PROBLEM TO SOLVE - Tell how many lines below include the word "derive". Only the number should appear.

MATERIAL SHOWN -
----------------------------------------
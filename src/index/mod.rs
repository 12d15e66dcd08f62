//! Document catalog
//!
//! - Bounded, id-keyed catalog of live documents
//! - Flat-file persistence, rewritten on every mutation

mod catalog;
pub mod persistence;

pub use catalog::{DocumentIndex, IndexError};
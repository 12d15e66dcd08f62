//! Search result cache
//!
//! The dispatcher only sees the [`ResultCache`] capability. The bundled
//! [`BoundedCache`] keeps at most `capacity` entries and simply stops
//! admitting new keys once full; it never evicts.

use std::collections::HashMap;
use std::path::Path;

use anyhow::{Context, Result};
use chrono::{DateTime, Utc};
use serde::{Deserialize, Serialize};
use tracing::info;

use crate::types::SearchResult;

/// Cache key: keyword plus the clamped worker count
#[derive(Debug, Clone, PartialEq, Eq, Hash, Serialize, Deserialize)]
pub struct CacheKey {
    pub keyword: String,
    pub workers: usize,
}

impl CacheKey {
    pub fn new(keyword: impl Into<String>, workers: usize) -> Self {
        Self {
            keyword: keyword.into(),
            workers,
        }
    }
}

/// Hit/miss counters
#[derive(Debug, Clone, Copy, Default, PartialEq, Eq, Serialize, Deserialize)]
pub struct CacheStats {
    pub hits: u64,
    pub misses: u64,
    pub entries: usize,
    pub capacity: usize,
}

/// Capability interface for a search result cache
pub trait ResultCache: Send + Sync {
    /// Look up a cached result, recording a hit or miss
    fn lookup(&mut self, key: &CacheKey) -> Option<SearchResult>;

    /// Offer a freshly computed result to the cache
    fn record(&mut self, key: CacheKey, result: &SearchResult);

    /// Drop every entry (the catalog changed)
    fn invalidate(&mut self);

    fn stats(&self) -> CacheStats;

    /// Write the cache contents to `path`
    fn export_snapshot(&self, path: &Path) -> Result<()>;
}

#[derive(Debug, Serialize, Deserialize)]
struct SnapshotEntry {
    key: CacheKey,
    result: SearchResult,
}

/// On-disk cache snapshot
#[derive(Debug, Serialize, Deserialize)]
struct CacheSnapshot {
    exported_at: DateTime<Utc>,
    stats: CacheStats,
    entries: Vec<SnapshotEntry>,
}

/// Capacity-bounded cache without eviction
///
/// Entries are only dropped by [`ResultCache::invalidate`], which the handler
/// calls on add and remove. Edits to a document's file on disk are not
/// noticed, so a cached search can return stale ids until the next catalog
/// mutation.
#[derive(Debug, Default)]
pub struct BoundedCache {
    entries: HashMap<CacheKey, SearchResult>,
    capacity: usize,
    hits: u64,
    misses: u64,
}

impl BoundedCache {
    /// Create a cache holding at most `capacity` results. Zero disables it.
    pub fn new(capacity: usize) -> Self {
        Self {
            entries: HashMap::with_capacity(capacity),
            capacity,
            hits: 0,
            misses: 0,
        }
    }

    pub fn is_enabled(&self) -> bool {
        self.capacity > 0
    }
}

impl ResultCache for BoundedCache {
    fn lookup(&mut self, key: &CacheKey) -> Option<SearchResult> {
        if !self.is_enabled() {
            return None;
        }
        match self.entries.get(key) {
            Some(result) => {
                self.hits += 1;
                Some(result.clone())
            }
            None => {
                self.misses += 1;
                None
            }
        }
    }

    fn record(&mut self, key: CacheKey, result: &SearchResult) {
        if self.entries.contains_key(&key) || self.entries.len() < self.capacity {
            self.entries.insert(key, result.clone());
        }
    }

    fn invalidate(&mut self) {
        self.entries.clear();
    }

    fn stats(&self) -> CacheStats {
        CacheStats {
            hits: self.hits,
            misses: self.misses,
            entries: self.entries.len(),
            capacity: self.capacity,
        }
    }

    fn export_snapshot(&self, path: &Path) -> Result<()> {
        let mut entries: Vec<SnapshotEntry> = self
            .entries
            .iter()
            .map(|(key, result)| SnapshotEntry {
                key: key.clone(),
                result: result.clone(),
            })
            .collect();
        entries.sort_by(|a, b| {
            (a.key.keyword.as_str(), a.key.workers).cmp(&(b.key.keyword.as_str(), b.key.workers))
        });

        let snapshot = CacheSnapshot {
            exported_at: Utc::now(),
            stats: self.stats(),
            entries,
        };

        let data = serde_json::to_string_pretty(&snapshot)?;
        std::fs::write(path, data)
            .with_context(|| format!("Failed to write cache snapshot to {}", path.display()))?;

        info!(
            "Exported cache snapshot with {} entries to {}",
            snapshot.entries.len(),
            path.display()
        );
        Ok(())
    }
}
----------------------------------------
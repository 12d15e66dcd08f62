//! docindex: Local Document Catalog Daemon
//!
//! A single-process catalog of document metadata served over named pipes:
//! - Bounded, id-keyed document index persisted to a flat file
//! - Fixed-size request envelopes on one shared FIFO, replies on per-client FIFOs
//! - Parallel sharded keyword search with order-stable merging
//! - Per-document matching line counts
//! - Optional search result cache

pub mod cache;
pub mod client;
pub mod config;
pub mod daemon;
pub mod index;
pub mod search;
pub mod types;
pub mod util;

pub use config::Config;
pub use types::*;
----------------------------------------
WRITTEN REPLY - 5